◆ Aim of the task
Please restate the data word for word, leaving out no line.

◆ Information provided
········

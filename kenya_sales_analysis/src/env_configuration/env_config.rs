use crate::common::*;

const DEFAULT_SALES_CONFIG_PATH: &str = "./config/sales_config.toml";

#[doc = "Reads `key` from the environment, falling back to `default` when it is unset."]
fn get_env_or_default(key: &str, default: &str) -> String {
    match env::var(key) {
        Ok(val) => val,
        Err(_) => {
            info!("'{}' is not set. Using default '{}'", key, default);
            default.to_string()
        }
    }
}

#[doc = r#"
    Path of the TOML file holding the generator settings, the catalog and the output settings.
    Read from `SALES_CONFIG_PATH` on first access.
"#]
pub static SALES_CONFIG_PATH: once_lazy<String> =
    once_lazy::new(|| get_env_or_default("SALES_CONFIG_PATH", DEFAULT_SALES_CONFIG_PATH));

········

◆ Answer section
filename kenya_sales_analysis/src/env_configuration/env_config.rs
use crate::common::*;

const DEFAULT_SALES_CONFIG_PATH: &str = "./config/sales_config.toml";

#[doc = "Reads `key` from the environment, falling back to `default` when it is unset."]
fn get_env_or_default(key: &str, default: &str) -> String {
    match env::var(key) {
        Ok(val) => val,
        Err(_) => {
            info!("'{}' is not set. Using default '{}'", key, default);
            default.to_string()
        }
    }
}

#[doc = r#"
    Path of the TOML file holding the generator settings, the catalog and the output settings.
    Read from `SALES_CONFIG_PATH` on first access.
"#]
pub static SALES_CONFIG_PATH: once_lazy<String> =
    once_lazy::new(|| get_env_or_default("SALES_CONFIG_PATH", DEFAULT_SALES_CONFIG_PATH));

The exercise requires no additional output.